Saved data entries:
--- START ---
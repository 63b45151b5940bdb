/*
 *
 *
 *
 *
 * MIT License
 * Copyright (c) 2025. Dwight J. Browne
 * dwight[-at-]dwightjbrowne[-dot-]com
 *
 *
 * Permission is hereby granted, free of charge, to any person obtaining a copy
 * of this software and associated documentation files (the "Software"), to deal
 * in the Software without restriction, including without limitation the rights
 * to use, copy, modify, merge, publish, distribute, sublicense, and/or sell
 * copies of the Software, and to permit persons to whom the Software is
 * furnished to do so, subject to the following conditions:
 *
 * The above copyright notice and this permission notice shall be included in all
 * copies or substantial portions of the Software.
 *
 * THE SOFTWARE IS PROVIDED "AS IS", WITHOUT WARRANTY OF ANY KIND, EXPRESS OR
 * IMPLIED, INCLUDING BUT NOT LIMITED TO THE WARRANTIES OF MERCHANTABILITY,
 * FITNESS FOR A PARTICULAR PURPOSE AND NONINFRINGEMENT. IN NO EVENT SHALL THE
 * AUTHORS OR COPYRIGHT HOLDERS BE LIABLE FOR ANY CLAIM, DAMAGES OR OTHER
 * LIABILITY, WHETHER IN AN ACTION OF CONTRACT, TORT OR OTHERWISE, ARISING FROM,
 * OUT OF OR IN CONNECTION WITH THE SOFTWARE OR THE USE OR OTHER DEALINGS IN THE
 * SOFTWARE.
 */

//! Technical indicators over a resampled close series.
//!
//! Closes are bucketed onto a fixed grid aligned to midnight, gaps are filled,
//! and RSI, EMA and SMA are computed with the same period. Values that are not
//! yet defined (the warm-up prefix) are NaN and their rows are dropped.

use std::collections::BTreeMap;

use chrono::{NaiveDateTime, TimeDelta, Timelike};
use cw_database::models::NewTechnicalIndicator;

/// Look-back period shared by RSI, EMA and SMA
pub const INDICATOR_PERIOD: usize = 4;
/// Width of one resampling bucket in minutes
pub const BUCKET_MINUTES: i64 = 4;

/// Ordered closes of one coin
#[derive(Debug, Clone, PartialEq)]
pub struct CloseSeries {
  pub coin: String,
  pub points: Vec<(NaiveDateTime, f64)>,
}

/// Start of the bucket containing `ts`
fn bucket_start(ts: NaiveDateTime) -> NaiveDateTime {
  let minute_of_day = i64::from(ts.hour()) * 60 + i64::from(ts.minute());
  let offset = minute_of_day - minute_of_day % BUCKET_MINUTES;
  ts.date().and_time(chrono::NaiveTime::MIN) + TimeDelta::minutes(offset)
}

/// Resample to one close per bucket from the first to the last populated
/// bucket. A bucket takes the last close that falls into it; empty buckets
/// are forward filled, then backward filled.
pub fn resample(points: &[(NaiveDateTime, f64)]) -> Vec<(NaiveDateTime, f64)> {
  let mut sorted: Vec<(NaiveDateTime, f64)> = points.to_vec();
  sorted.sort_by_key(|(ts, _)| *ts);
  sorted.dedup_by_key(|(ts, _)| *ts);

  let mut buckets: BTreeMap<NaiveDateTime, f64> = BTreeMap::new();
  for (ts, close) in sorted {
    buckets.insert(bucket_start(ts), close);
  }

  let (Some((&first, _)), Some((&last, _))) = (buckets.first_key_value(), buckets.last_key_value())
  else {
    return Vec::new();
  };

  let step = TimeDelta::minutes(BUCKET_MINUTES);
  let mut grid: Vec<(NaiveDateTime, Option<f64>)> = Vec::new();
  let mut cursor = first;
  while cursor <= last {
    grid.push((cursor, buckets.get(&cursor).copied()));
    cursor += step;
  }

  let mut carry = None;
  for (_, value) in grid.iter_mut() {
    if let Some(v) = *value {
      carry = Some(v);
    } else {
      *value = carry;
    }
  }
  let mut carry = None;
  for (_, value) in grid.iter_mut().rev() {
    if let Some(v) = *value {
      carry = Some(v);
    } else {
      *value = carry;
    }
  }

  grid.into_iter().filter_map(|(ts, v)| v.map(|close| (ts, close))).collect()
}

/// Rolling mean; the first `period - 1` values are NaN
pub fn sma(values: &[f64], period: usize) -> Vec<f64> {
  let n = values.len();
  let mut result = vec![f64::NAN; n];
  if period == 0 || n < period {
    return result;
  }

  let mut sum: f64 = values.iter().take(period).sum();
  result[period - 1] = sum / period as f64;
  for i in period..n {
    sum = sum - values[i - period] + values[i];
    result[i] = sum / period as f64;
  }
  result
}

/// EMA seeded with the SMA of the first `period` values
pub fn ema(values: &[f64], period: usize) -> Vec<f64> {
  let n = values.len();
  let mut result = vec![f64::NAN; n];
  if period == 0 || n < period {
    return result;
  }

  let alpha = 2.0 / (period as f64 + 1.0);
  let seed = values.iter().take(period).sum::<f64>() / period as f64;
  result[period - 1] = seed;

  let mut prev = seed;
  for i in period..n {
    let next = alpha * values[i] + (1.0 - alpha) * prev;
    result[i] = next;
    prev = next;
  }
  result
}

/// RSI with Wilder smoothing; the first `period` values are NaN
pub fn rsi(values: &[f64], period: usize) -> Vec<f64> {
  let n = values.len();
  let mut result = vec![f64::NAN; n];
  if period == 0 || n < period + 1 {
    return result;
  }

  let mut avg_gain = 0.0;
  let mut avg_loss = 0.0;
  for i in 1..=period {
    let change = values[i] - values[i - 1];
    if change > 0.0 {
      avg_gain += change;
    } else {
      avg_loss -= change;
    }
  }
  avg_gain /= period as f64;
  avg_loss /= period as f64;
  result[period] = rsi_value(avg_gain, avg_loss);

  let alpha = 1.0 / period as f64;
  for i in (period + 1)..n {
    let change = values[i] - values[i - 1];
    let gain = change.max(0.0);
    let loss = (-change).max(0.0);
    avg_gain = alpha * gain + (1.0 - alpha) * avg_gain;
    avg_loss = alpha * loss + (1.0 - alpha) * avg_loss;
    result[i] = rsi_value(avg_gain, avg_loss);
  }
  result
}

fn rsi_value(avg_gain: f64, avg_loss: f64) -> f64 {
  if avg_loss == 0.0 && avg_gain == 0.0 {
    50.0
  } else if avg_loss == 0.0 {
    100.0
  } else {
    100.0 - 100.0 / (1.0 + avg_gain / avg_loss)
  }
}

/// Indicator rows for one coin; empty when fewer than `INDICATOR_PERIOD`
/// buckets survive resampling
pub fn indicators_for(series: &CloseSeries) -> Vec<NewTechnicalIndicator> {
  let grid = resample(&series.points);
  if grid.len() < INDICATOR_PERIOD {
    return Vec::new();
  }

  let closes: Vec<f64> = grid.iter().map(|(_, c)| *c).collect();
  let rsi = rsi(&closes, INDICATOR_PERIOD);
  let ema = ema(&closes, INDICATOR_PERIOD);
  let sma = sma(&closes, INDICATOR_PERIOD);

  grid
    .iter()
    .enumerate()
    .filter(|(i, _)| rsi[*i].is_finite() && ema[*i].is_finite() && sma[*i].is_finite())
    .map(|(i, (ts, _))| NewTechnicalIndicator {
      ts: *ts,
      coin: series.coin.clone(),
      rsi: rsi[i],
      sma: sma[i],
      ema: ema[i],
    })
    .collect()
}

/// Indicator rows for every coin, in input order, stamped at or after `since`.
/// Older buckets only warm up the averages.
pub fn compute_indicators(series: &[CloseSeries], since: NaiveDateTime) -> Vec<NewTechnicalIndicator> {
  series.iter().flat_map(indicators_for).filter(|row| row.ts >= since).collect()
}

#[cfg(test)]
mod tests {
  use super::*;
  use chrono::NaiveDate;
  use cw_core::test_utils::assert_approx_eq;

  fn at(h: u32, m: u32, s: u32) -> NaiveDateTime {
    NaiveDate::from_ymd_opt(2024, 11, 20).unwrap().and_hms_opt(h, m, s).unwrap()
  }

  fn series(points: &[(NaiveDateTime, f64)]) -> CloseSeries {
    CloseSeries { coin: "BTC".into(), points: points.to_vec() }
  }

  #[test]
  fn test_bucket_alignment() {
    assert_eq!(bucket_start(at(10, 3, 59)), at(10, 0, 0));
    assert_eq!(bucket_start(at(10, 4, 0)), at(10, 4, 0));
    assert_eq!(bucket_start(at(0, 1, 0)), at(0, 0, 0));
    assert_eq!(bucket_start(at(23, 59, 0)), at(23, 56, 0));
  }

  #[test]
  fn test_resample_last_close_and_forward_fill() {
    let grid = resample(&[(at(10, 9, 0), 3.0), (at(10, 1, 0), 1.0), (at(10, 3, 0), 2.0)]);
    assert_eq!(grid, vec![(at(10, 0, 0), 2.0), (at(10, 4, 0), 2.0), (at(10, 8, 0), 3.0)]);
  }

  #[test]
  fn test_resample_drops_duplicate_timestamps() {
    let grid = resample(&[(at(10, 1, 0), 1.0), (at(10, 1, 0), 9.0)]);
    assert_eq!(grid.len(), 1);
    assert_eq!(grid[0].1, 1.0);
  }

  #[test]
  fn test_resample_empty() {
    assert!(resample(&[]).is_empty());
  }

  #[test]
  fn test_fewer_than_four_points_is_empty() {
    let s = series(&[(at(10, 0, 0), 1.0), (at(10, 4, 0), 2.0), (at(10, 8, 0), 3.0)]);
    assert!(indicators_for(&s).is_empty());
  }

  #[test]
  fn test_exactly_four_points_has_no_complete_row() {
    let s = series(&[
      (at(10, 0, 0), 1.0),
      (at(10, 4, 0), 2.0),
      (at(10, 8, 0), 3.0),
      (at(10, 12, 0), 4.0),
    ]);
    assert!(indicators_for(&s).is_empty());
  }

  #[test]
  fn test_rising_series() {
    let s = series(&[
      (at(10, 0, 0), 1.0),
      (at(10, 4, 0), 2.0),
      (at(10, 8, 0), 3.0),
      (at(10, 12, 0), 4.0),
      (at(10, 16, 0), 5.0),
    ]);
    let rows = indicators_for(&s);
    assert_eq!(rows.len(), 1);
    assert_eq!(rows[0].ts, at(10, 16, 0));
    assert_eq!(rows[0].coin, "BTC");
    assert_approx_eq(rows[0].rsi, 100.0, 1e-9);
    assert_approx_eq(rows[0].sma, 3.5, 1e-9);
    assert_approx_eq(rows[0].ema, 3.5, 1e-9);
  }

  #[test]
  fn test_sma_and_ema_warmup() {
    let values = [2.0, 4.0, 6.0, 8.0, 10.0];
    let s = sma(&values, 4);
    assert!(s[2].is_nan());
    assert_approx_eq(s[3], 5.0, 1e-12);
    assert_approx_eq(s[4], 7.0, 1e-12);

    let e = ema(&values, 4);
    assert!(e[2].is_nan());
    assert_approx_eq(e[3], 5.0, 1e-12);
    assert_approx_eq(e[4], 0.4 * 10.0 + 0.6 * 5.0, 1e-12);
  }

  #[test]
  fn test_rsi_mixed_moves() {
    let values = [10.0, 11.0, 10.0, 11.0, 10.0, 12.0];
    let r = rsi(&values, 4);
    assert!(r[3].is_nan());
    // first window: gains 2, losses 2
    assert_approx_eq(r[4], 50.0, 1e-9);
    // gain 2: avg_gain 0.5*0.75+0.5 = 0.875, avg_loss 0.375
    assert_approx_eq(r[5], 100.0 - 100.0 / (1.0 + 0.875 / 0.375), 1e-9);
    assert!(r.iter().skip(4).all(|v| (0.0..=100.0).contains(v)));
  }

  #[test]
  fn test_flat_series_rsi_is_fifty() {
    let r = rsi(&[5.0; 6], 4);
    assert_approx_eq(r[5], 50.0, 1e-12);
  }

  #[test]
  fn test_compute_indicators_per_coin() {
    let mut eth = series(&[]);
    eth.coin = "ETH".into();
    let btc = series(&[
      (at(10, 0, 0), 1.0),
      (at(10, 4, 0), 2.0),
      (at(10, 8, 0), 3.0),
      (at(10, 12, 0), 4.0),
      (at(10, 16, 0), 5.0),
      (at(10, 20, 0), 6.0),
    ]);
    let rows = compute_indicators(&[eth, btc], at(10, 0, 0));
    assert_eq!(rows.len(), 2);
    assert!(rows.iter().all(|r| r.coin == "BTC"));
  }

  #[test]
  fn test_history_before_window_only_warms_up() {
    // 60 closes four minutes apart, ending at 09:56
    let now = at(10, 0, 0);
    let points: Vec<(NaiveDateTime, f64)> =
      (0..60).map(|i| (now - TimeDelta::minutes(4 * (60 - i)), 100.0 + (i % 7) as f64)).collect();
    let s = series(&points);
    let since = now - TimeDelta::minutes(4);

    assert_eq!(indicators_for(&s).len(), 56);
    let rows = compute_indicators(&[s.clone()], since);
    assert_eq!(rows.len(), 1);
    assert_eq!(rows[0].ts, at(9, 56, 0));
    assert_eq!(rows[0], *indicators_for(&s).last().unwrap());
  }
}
--- END ---
--- START ---
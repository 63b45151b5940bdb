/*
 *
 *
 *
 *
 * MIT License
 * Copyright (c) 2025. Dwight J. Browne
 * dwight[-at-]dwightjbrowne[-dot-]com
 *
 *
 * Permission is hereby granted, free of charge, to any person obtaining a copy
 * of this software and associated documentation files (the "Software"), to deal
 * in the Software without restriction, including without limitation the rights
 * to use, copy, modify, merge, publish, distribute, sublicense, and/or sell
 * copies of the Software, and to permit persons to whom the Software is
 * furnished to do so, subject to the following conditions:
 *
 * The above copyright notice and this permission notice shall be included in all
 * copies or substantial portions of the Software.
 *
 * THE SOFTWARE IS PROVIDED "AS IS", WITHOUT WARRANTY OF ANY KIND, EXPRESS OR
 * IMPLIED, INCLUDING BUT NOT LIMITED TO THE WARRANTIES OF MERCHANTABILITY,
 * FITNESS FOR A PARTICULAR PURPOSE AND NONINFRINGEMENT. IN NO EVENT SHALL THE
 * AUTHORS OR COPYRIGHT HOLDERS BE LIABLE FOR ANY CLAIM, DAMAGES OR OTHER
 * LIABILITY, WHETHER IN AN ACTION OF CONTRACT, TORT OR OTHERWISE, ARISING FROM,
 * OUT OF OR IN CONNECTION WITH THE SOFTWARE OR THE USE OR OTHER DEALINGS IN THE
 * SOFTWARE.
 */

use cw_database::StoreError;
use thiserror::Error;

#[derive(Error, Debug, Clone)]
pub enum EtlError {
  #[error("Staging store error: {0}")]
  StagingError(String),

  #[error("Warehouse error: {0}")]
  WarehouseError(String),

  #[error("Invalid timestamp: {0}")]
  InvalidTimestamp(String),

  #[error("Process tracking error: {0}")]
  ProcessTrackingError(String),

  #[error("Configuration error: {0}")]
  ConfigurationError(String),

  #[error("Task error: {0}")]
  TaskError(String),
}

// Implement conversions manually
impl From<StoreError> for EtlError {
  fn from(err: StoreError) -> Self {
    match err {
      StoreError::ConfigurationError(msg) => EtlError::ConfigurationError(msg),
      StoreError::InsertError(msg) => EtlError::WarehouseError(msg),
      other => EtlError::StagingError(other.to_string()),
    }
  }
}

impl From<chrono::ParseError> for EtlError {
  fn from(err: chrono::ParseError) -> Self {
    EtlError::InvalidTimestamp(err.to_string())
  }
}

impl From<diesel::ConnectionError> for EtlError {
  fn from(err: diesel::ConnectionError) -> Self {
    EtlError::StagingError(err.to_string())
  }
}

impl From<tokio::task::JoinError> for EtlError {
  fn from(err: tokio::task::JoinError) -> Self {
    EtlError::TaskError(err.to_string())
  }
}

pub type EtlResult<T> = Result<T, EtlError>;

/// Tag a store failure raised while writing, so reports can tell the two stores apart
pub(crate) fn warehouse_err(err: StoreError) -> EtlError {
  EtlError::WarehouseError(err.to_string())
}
--- END ---
Instructions for the task
From the entries above, pull out each line that includes "diesel".

Written solution
impl From<diesel::ConnectionError> for EtlError {
  fn from(err: diesel::ConnectionError) -> Self {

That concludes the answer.